-------- Information supplied
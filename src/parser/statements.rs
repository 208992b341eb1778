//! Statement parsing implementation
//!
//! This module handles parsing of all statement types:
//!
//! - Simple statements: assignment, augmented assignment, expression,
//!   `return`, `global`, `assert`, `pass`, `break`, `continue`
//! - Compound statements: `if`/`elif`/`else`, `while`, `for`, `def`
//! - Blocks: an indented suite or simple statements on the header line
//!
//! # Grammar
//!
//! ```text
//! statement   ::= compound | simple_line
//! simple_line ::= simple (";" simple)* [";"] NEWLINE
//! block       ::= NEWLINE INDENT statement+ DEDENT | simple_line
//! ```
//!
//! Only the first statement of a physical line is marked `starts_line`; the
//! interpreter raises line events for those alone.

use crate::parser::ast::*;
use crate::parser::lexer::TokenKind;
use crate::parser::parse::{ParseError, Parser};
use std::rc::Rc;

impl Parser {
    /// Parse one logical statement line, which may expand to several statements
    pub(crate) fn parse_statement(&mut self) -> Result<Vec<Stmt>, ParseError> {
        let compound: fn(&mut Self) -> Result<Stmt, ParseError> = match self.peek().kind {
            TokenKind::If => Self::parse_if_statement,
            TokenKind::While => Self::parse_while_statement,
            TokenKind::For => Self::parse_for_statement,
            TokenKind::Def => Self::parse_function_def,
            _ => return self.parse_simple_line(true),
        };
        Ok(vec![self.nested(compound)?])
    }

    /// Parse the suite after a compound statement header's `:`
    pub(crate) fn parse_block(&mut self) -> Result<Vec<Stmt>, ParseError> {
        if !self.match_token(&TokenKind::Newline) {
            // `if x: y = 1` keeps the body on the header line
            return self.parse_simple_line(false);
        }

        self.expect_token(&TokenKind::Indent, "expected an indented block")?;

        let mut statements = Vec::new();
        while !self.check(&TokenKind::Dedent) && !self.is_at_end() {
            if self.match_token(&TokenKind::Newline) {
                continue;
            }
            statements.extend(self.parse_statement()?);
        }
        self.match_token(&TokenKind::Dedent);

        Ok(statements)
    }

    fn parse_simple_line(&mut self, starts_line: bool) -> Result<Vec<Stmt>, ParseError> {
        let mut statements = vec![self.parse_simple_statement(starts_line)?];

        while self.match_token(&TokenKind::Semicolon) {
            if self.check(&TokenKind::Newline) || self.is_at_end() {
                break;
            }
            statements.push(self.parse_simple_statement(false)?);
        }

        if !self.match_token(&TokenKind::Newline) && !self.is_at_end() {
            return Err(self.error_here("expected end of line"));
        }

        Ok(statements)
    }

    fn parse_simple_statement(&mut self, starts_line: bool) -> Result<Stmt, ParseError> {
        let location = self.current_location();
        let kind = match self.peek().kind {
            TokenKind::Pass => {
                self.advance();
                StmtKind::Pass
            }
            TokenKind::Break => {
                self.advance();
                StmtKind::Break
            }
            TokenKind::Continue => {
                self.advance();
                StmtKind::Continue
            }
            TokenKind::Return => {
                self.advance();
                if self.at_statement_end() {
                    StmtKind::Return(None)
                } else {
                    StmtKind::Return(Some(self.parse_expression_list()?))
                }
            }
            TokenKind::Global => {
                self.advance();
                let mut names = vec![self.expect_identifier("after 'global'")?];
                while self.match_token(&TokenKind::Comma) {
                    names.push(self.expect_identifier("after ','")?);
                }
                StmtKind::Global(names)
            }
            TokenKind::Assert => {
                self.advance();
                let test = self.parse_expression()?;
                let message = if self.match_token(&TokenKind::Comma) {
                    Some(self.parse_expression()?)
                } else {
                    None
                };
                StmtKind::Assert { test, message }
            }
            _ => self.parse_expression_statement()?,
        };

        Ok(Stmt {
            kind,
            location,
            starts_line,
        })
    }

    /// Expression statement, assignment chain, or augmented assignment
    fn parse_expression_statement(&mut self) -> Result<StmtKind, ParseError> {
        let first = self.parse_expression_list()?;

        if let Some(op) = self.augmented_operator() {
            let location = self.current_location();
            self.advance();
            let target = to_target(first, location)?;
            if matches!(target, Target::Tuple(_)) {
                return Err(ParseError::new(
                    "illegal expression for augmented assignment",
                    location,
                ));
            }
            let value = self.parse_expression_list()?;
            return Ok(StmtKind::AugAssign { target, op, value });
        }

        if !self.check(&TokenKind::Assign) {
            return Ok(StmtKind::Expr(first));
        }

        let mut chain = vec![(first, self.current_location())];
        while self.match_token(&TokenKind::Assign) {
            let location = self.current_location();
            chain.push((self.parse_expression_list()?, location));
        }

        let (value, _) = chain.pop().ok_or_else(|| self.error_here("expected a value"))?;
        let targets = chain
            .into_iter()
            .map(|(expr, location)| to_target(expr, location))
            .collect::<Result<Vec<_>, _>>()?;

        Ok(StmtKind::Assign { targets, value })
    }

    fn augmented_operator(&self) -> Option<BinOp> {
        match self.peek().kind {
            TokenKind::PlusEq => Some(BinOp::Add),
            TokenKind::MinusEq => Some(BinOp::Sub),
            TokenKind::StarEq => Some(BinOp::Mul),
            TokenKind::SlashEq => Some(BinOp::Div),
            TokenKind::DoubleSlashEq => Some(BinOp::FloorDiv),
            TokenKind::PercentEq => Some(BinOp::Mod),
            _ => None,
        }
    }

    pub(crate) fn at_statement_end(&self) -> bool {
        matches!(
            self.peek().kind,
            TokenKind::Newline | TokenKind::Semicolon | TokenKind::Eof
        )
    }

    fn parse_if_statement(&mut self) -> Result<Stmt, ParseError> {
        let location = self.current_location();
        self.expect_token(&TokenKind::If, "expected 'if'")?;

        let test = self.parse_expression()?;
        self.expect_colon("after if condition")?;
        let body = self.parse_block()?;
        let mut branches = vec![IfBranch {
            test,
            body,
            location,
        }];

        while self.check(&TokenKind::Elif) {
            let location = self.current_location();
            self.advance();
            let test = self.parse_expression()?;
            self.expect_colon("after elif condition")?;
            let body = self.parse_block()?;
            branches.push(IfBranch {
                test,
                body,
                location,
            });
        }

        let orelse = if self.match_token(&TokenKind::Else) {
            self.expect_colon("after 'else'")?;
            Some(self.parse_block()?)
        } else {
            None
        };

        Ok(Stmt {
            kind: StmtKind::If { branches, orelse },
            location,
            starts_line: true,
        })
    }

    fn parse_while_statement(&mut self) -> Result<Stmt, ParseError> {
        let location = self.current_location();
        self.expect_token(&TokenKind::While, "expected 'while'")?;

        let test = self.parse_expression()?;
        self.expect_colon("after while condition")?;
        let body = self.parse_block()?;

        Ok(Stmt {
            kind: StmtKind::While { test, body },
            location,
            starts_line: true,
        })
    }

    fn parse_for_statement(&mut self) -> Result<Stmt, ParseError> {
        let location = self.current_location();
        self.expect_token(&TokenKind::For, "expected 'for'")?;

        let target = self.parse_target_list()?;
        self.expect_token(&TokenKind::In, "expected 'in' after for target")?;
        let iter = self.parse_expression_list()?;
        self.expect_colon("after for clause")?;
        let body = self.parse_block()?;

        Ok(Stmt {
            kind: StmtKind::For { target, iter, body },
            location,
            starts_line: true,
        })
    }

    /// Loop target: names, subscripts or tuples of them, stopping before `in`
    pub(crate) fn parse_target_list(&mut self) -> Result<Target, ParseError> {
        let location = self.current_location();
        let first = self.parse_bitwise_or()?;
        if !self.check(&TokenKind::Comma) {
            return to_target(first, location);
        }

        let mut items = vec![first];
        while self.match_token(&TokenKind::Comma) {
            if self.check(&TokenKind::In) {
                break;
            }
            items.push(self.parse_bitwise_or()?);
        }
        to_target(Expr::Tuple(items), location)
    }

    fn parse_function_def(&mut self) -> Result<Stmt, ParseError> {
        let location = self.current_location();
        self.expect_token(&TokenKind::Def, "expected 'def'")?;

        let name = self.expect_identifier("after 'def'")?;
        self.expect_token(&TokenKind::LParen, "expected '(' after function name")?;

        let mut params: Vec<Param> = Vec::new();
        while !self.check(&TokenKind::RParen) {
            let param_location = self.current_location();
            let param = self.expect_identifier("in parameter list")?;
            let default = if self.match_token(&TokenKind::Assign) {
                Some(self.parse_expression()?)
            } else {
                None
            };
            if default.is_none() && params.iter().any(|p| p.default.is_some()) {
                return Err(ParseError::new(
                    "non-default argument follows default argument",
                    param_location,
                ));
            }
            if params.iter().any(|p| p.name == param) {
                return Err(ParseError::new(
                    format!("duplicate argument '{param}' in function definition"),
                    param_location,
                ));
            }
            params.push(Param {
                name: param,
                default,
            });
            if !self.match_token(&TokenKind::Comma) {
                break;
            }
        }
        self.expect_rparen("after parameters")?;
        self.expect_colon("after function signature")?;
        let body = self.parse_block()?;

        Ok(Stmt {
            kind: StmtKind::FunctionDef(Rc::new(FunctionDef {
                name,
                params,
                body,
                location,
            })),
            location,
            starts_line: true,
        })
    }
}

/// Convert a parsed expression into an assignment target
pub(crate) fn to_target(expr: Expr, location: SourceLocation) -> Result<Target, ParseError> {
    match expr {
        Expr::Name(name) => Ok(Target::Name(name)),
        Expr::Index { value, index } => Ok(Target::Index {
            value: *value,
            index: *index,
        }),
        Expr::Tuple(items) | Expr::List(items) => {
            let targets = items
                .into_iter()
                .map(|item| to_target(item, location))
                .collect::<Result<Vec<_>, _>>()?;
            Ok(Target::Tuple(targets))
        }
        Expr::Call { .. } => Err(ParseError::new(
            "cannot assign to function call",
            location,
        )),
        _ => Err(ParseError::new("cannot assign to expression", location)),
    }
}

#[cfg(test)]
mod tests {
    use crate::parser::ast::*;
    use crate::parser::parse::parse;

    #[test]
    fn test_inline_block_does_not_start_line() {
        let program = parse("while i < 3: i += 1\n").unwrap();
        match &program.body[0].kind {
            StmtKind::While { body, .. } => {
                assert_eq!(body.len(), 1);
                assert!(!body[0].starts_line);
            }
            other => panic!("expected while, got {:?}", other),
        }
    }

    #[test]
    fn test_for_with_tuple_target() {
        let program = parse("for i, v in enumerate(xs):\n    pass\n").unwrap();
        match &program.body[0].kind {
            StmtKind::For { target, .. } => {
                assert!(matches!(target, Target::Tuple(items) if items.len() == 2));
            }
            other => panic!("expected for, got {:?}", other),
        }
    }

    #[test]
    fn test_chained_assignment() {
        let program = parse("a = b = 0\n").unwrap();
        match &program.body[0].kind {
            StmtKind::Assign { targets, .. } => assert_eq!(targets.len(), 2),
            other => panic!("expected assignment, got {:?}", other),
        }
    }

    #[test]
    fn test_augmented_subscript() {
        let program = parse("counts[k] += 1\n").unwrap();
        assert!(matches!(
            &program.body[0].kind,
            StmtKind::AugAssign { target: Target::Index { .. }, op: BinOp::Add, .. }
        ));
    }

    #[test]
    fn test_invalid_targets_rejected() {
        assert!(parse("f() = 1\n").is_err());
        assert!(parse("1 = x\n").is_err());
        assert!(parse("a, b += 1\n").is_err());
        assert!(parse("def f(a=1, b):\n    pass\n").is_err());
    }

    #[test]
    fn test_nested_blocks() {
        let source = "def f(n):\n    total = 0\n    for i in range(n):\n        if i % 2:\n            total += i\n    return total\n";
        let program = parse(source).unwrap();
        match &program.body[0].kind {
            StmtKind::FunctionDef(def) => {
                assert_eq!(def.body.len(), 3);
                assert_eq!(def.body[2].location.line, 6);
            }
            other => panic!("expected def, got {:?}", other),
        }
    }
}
----------------
-------- Information supplied
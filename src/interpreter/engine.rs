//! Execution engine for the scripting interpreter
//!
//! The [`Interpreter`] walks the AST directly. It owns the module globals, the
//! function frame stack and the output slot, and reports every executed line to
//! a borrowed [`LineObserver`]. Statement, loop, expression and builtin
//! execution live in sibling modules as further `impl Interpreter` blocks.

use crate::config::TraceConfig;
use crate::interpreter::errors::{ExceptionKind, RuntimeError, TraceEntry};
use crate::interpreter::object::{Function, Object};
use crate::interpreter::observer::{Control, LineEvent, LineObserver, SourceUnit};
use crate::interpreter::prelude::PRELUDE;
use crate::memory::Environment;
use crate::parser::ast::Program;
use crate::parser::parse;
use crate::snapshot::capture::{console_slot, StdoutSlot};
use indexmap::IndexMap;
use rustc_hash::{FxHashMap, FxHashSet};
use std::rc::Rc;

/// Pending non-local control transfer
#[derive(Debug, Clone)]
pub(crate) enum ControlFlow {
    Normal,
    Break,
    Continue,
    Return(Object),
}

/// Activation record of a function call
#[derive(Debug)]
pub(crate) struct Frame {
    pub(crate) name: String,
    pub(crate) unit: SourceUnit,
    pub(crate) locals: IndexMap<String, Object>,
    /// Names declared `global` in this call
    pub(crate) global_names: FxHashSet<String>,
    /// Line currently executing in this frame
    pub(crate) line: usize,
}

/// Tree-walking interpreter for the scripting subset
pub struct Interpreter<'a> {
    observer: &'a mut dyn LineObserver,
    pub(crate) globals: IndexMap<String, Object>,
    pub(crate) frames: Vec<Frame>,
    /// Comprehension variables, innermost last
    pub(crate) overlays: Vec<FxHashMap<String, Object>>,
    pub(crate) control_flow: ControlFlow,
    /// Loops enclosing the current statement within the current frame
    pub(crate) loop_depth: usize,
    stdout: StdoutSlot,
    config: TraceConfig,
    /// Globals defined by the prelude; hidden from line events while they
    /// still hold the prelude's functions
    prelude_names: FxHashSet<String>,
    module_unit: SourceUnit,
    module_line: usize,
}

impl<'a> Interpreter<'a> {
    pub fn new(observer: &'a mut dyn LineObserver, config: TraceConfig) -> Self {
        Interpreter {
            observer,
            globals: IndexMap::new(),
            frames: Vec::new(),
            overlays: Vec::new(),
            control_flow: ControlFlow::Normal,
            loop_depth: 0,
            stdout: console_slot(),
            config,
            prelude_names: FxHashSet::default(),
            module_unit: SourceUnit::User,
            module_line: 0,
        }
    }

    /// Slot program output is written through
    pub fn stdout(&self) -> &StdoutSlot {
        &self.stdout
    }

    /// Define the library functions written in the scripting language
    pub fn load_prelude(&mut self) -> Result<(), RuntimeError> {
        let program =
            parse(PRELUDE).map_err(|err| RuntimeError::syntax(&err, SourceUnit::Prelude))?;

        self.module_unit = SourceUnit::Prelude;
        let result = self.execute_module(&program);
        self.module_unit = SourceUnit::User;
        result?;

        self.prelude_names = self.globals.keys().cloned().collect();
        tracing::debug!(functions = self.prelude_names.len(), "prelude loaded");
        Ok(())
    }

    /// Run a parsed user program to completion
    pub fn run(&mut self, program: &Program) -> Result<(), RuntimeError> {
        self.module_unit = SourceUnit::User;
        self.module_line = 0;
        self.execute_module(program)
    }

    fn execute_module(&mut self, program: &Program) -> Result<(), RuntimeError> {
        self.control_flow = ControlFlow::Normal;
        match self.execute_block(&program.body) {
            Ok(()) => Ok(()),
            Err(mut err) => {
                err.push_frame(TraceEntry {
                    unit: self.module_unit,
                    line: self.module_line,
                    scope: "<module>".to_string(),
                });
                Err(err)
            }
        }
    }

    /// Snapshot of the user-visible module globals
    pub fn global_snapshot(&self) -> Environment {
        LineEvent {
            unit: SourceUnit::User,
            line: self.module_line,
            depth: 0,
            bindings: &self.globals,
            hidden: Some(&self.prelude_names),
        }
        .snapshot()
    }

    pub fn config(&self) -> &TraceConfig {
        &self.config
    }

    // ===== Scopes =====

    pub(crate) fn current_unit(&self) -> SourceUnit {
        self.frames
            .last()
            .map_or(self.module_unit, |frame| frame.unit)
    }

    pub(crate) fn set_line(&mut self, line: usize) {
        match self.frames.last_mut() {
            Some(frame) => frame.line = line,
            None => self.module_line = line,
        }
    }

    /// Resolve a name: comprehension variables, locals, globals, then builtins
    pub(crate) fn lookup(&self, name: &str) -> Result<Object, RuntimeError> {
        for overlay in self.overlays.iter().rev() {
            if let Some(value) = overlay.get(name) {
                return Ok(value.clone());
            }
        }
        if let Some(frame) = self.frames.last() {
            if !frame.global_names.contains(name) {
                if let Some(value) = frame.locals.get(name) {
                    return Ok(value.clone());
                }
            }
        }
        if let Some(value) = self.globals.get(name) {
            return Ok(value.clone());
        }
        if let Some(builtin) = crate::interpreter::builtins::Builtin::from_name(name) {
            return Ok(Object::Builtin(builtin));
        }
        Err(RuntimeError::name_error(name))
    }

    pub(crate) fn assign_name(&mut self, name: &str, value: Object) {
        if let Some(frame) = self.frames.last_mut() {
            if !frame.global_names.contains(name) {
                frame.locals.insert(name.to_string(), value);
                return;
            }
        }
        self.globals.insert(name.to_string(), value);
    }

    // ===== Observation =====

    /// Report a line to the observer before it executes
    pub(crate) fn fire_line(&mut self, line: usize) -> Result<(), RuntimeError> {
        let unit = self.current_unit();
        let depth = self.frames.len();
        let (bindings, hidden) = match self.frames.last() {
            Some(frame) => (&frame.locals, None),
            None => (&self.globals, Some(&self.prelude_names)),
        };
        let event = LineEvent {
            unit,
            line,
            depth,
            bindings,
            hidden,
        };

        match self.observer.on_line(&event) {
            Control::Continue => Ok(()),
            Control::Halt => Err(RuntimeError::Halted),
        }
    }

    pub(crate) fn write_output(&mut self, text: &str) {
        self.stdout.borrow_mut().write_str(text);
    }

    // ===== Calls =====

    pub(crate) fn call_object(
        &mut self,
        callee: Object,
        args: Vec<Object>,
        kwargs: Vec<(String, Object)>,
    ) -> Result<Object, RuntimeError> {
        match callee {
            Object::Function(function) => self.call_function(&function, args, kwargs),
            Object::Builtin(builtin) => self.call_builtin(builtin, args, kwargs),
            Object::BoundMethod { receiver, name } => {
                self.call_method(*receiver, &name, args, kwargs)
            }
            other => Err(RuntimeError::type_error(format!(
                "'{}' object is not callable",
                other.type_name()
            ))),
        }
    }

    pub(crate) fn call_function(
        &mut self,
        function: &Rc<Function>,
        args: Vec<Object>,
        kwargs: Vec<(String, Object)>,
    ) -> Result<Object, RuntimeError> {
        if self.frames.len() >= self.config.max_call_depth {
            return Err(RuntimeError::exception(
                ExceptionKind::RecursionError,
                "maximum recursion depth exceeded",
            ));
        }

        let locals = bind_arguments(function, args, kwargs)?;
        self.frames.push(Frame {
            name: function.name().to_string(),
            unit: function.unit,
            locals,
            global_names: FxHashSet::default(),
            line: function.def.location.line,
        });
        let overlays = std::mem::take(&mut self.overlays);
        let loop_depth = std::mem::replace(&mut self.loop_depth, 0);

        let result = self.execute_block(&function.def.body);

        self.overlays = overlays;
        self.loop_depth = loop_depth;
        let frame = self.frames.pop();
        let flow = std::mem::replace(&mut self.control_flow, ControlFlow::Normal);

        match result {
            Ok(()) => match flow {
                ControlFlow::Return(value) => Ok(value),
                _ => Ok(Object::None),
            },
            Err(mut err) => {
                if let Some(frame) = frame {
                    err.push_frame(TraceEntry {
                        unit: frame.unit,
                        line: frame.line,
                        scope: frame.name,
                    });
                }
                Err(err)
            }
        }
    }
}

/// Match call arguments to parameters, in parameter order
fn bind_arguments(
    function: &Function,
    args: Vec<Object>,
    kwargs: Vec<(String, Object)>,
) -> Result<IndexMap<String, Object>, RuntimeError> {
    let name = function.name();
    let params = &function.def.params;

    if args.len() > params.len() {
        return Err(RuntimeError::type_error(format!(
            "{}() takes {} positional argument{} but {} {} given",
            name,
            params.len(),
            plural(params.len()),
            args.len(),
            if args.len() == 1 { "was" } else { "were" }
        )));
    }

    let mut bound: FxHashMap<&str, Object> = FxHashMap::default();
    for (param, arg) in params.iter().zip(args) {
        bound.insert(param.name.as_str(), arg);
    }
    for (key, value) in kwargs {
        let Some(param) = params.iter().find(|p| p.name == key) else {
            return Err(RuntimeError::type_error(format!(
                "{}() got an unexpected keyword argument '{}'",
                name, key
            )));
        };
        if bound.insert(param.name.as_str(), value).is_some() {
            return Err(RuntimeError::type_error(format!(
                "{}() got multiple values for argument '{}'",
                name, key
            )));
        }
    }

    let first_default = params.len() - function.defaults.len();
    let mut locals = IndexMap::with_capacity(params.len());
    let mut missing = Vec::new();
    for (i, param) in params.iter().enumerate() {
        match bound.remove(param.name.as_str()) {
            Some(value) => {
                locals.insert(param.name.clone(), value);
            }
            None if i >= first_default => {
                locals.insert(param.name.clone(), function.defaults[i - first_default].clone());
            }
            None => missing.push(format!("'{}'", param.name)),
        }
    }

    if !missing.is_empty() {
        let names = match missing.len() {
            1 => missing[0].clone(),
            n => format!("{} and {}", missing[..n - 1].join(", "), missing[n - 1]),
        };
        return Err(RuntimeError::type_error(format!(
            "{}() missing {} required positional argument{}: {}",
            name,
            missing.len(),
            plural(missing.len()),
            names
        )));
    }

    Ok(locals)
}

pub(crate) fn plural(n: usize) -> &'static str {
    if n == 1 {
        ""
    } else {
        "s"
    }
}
----------------
▶ **Problem description**: Select and copy every line from the records that includes the word "bindings".

▶ **Response area**:
            bindings: &self.globals,
        let (bindings, hidden) = match self.frames.last() {
            bindings,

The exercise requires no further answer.